Man sagt, daß die Lüge fliegt, aber die Wahrheit marschiert. Es ist meine Hoffnung und mein Wunsch jetzt zum 30. Jahrestag, daß die DDR ihren Marsch zum Sozialismus und zum Frieden fortsetzen wird, und ich zweifle nicht daran, daß sie ihn in der richtigen Richtung fortsetzen wird trotz aller Versuche von außen, in den Kompaß Störungen hineinzubringen.

Martin Andersen Nexö

Martin Andersen Nexö (1869–1954)

Schriftsteller, Dänemark

Als ich nach dem zweiten Weltkrieg, im Jahre 1947, das erstemal von Warnemünde nach Berlin fuhr, war das Land überall wie eine Wüste. Die Felder waren schlecht, zum Teil gar nicht bestellt, die Dörfer halbe Ruinen, die Menschen wanderten die Landstraße entlang, suchend nach irgend etwas, nach einer Chance, etwas Eßbarem, oder sie lagen im Straßengraben und rupften Grün für die Kaninchen.

Und jetzt, wenige Jahre später, ist das Land so sauber bestellt wie das Dänemarks, überall Häuser für Klein- und Neubauern, die Straßen schön befahrbar.

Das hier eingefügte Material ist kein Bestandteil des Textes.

//! reqwest-backed transport
//!
//! One client per handshake run; its cookie jar carries the service session
//! from the ticket page through to the status poll.

use std::time::Duration;

use anyhow::{Context, Result};
use async_trait::async_trait;
use reqwest::header::{HeaderMap, HeaderName, HeaderValue};
use reqwest::{Client, RequestBuilder};
use tracing::debug;

use super::{Headers, HttpResponse, HttpTransport, TransportFailure};
use crate::config::HttpSettings;
use crate::payload::Form;

pub struct ReqwestTransport {
    client: Client,
}

impl ReqwestTransport {
    pub fn new(settings: &HttpSettings) -> Result<Self> {
        let client = Client::builder()
            .timeout(Duration::from_secs(settings.timeout_secs))
            .cookie_store(settings.cookie_store)
            .user_agent(settings.user_agent.as_str())
            .build()
            .context("Failed to create HTTP client")?;

        Ok(Self { client })
    }

    async fn send(request: RequestBuilder) -> Result<HttpResponse, TransportFailure> {
        let response = request.send().await.map_err(classify)?;
        let status = response.status().as_u16();
        let body = response
            .text()
            .await
            .map_err(|e| TransportFailure::Body(e.to_string()))?;
        debug!(status, bytes = body.len(), "response received");
        Ok(HttpResponse { status, body })
    }
}

fn classify(error: reqwest::Error) -> TransportFailure {
    if error.is_timeout() {
        TransportFailure::Timeout(error.to_string())
    } else {
        TransportFailure::Connect(error.to_string())
    }
}

fn header_map(headers: &Headers) -> Result<HeaderMap, TransportFailure> {
    let mut map = HeaderMap::with_capacity(headers.len());
    for (name, value) in headers {
        let invalid = || TransportFailure::InvalidHeader { name: name.clone() };
        let name = HeaderName::from_bytes(name.as_bytes()).map_err(|_| invalid())?;
        let value = HeaderValue::from_str(value).map_err(|_| invalid())?;
        map.insert(name, value);
    }
    Ok(map)
}

#[async_trait]
impl HttpTransport for ReqwestTransport {
    async fn get(&self, url: &str, headers: &Headers) -> Result<HttpResponse, TransportFailure> {
        debug!(url, "GET");
        let request = self.client.get(url).headers(header_map(headers)?);
        Self::send(request).await
    }

    async fn post_form(
        &self,
        url: &str,
        headers: &Headers,
        form: &Form,
    ) -> Result<HttpResponse, TransportFailure> {
        debug!(url, fields = form.len(), "POST");
        let request = self
            .client
            .post(url)
            .headers(header_map(headers)?)
            .form(form);
        Self::send(request).await
    }
}

#[cfg(test)]
mod tests {
    use super::*;
    use crate::config::HeaderProfile;
    use crate::steps::StepKind;

    #[test]
    fn test_default_headers_convert() {
        let profile = HeaderProfile::default();
        for step in StepKind::ALL {
            let map = header_map(&profile.for_step(step)).unwrap();
            assert!(map.contains_key("accept"));
        }
    }

    #[test]
    fn test_invalid_header_name() {
        let mut headers = Headers::new();
        headers.insert("bad header".to_string(), "x".to_string());
        assert_eq!(
            header_map(&headers).unwrap_err(),
            TransportFailure::InvalidHeader {
                name: "bad header".to_string()
            }
        );
    }

    #[test]
    fn test_client_builds_from_defaults() {
        assert!(ReqwestTransport::new(&HttpSettings::default()).is_ok());
    }
}
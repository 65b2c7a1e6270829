//! Step 5: poll the signature status

use tracing::info;

use super::{StepContext, StepKind};
use crate::domain::{ServiceReply, SessionState};
use crate::error::HandshakeError;
use crate::extract::decode_reply;
use crate::payload::status_form;
use crate::transport::HttpTransport;

/// Poll once; the verdict is judged by the orchestrator
pub async fn poll_result<T: HttpTransport + ?Sized>(
    ctx: &StepContext<'_, T>,
    state: &SessionState,
) -> Result<ServiceReply, HandshakeError> {
    let step = StepKind::PollResult;
    let tx_id = state.require_session_tx_id(step)?;
    let device_tx_id = state.require_device_tx_id(step)?;

    let form = status_form(ctx.applicant, tx_id, device_tx_id, ctx.config);
    let body = ctx.post(step, &form).await?;
    let reply = decode_reply(step, &body)?;

    info!(
        %step,
        result_code = reply.result_code.as_deref().unwrap_or("none"),
        "status polled"
    );
    Ok(reply)
}

#[cfg(test)]
mod tests {
    use super::*;
    use crate::config::HandshakeConfig;
    use crate::domain::{Applicant, StepOutput};
    use crate::payload::field;
    use crate::steps::testing::CannedTransport;

    fn confirmed_state() -> SessionState {
        let mut state = SessionState::new();
        state
            .apply(&StepOutput::Exchanged {
                session_tx_id: "TX0001".to_string(),
            })
            .unwrap();
        state
            .apply(&StepOutput::Confirmed {
                device_tx_id: "beef".to_string(),
            })
            .unwrap();
        state
    }

    #[tokio::test]
    async fn test_poll_sends_both_transaction_ids() {
        let transport = CannedTransport::new(200, r#"{"resultCode":"0000"}"#);
        let config = HandshakeConfig::default();
        let applicant = Applicant::new("Kim", "20000101", "01012345678").unwrap();
        let ctx = StepContext::new(&transport, &config, &applicant);

        let reply = poll_result(&ctx, &confirmed_state()).await.unwrap();
        assert!(reply.is_code("0000"));

        let sent = transport.sent();
        let form = sent[0].form.as_ref().unwrap();
        assert_eq!(field(form, "txId"), Some("TX0001"));
        assert_eq!(field(form, "hex_txId"), Some("beef"));
        assert_eq!(
            sent[0].headers.get("X-Requested-With").map(String::as_str),
            Some("XMLHttpRequest")
        );
    }

    #[tokio::test]
    async fn test_poll_requires_device_tx() {
        let transport = CannedTransport::new(200, r#"{"resultCode":"0000"}"#);
        let config = HandshakeConfig::default();
        let applicant = Applicant::new("Kim", "20000101", "01012345678").unwrap();
        let ctx = StepContext::new(&transport, &config, &applicant);

        let mut state = SessionState::new();
        state
            .apply(&StepOutput::Exchanged {
                session_tx_id: "TX0001".to_string(),
            })
            .unwrap();

        let err = poll_result(&ctx, &state).await.unwrap_err();
        assert_eq!(
            err,
            HandshakeError::MissingToken {
                step: StepKind::PollResult,
                field: "hex_txId".to_string(),
            }
        );
        assert!(transport.sent().is_empty());
    }
}
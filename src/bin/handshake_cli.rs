//! Handshake command line interface
//!
//! Runs one PASS identity-verification handshake against the sign service.
//!
//! # Usage
//!
//! ```bash
//! # Prompt for the applicant, wait for the terminal confirmation
//! handshake_cli
//!
//! # Non-interactive, JSON report, give up after two minutes
//! handshake_cli --name 홍길동 --birth 20000101 --phone 01012345678 \
//!     --confirm-timeout 120 --format json
//! ```
//!
//! Exit codes: 0 authenticated, 1 rejected, 2 aborted or setup failure.

use std::io::{self, BufRead, Write};
use std::path::PathBuf;
use std::process::ExitCode;
use std::sync::Arc;

use anyhow::{Context, Result};
use clap::{Parser, ValueEnum};
use colored::Colorize;
use tracing_subscriber::EnvFilter;

use sign_handshake::{
    Applicant, ConfigLoader, ConfirmationGate, FixedGate, HandshakeConfig, HandshakeOrchestrator,
    HandshakeOutcome, HandshakeReport, IdentityCheckPolicy, ReqwestTransport, TerminalGate,
};

const CONFIRM_PROMPT: &str =
    "Approve the PASS request on your phone, then answer '네' (or 'yes') to continue:";

#[derive(Parser)]
#[command(name = "handshake_cli")]
#[command(version = "0.1.0")]
#[command(about = "Run a PASS identity-verification handshake")]
#[command(long_about = None)]
struct Cli {
    /// YAML configuration file (defaults to $HANDSHAKE_CONFIG, then built-ins)
    #[arg(long)]
    config: Option<PathBuf>,

    /// Applicant name (prompted if omitted)
    #[arg(long)]
    name: Option<String>,

    /// Applicant birth date, YYYYMMDD (prompted if omitted)
    #[arg(long)]
    birth: Option<String>,

    /// Applicant phone number (prompted if omitted)
    #[arg(long)]
    phone: Option<String>,

    /// File holding the disclosure statement shown to the signer
    #[arg(long)]
    disclosure_file: Option<PathBuf>,

    /// Skip the confirmation prompt and poll straight away
    #[arg(long)]
    assume_confirmed: bool,

    /// Abort if the confirmation does not arrive within this many seconds
    #[arg(long)]
    confirm_timeout: Option<u64>,

    /// Abort when the identity submission reply carries a failure code
    #[arg(long)]
    strict_identity: bool,

    /// Output format
    #[arg(long, short = 'o', default_value = "pretty", value_enum)]
    format: OutputFormat,
}

#[derive(Clone, Copy, PartialEq, Eq, ValueEnum)]
enum OutputFormat {
    Json,
    Pretty,
}

// =============================================================================
// MAIN
// =============================================================================

fn main() -> ExitCode {
    // Load .env file if present
    dotenvy::dotenv().ok();

    tracing_subscriber::fmt()
        .with_env_filter(
            EnvFilter::try_from_default_env().unwrap_or_else(|_| EnvFilter::new("info")),
        )
        .with_writer(io::stderr)
        .init();

    let cli = Cli::parse();

    match run(cli) {
        Ok(code) => code,
        Err(e) => {
            eprintln!("{} {:#}", "error:".red().bold(), e);
            ExitCode::from(2)
        }
    }
}

fn run(cli: Cli) -> Result<ExitCode> {
    // Prompts read stdin synchronously, so they run before the runtime starts
    let config = load_config(&cli)?;
    let applicant = read_applicant(&cli)?;

    let runtime = tokio::runtime::Builder::new_multi_thread()
        .enable_all()
        .build()
        .context("Failed to create tokio runtime")?;
    let assume_confirmed = cli.assume_confirmed;
    let report = runtime.block_on(async move {
        let transport = ReqwestTransport::new(&config.http)?;
        let report = if assume_confirmed {
            handshake(config, transport, FixedGate(true), &applicant).await
        } else {
            let gate = TerminalGate::new(CONFIRM_PROMPT, config.confirmation.affirmatives.clone());
            handshake(config, transport, gate, &applicant).await
        };
        anyhow::Ok(report)
    })?;
    drop(runtime);

    match cli.format {
        OutputFormat::Json => println!("{}", serde_json::to_string_pretty(&report)?),
        OutputFormat::Pretty => print_report(&report),
    }

    Ok(match report.outcome {
        HandshakeOutcome::Authenticated => ExitCode::SUCCESS,
        HandshakeOutcome::Rejected { .. } => ExitCode::from(1),
        HandshakeOutcome::Aborted { .. } => ExitCode::from(2),
    })
}

async fn handshake<G: ConfirmationGate>(
    config: HandshakeConfig,
    transport: ReqwestTransport,
    gate: G,
    applicant: &Applicant,
) -> HandshakeReport {
    HandshakeOrchestrator::new(Arc::new(config), transport, gate)
        .run(applicant)
        .await
}

fn load_config(cli: &Cli) -> Result<HandshakeConfig> {
    let mut loader = ConfigLoader::from_env();
    if let Some(path) = &cli.config {
        loader = loader.with_path(path);
    }
    if let Some(path) = &cli.disclosure_file {
        let disclosure = std::fs::read_to_string(path)
            .with_context(|| format!("Failed to read {}", path.display()))?;
        loader = loader.with_disclosure(disclosure);
    }

    let mut config = loader.load()?;
    if cli.strict_identity {
        config.identity_policy = IdentityCheckPolicy::Strict;
    }
    if let Some(secs) = cli.confirm_timeout {
        config.confirmation.timeout_secs = Some(secs);
    }
    Ok(config)
}

fn read_applicant(cli: &Cli) -> Result<Applicant> {
    let name = value_or_prompt(&cli.name, "Name: ")?;
    let birth = value_or_prompt(&cli.birth, "Birth date (e.g. 20000101): ")?;
    let phone = value_or_prompt(&cli.phone, "Phone number: ")?;
    Applicant::new(name, birth, phone).context("Invalid applicant")
}

fn value_or_prompt(value: &Option<String>, prompt: &str) -> Result<String> {
    if let Some(value) = value {
        return Ok(value.clone());
    }
    let mut stderr = io::stderr();
    write!(stderr, "{}", prompt)?;
    stderr.flush()?;

    let mut line = String::new();
    io::stdin()
        .lock()
        .read_line(&mut line)
        .context("Failed to read from stdin")?;
    Ok(line.trim().to_string())
}

// =============================================================================
// OUTPUT
// =============================================================================

fn print_report(report: &HandshakeReport) {
    println!("{} {}", "Run".bold(), report.run_id);

    let path: Vec<String> = report.visited.iter().map(|p| p.to_string()).collect();
    println!("  {} {}", "phases:".dimmed(), path.join(" → "));

    let state = &report.state;
    let tokens = [
        ("mid", state.service_id()),
        ("reqSvcCd", state.requested_service_code()),
        ("mTxId", state.transaction_ref()),
        ("authHash", state.auth_hash()),
        ("txId", state.session_tx_id()),
        ("hex_txId", state.device_tx_id()),
    ];
    for (field, value) in tokens {
        match value {
            Some(value) => println!("  {} {} = {}", "✓".green(), field, value),
            None => println!("  {} {} not found", "✗".dimmed(), field),
        }
    }

    match &report.outcome {
        HandshakeOutcome::Authenticated => println!("{}", "AUTHENTICATED".green().bold()),
        HandshakeOutcome::Rejected {
            result_code,
            result_msg,
        } => println!(
            "{} code={} {}",
            "REJECTED".yellow().bold(),
            result_code.as_deref().unwrap_or("none"),
            result_msg.as_deref().unwrap_or("")
        ),
        HandshakeOutcome::Aborted { phase, error } => {
            println!("{} at {}: {}", "ABORTED".red().bold(), phase, error);
            if let Some(body) = error.raw_body() {
                println!("  {}", "response body:".dimmed());
                println!("{}", body);
            }
        }
    }
}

Schulen sind gebaut worden, eine neue Lehrerschaft ausgebildet, Fabriken in Gang gesetzt, und die Menschen sind sich bewußt geworden, daß sie Menschen sind, nicht eine Horde von Wesen, die dazu da sind, um einem Militärapparat zur Ver­fügung zu stehen, sondern Menschen, das Teuerste von allem, die schaffen müssen, um sich selbst und der Menschheit eine schönere Zukunft zu bauen.

Und jeder, der sich in die Reihe der­jenigen einreiht, welche für die Zukunft arbeiten, ist auch ein Friedenskämpfer! Dies bedeutet, daß die Menschheit ihre Entwicklung à jour führt, weg vom Krieg, der ja Kannibalismus ist, ein Rest von unserer fernen Zeit als Hordenmenschen. Wir wollen keinen Krieg, wir wollen nicht die Entwicklung auf Bestialitäten bauen oder uns von Bestien regieren lassen. Wir wollen die Kultur à jour führen, das heißt, die Arbeit, die friedliche Arbeit auf den Thron setzen. Deshalb ist das Festival nicht nur die Sanktion unserer Träume, es ist auch die große Manifestation dessen, was wir wollen.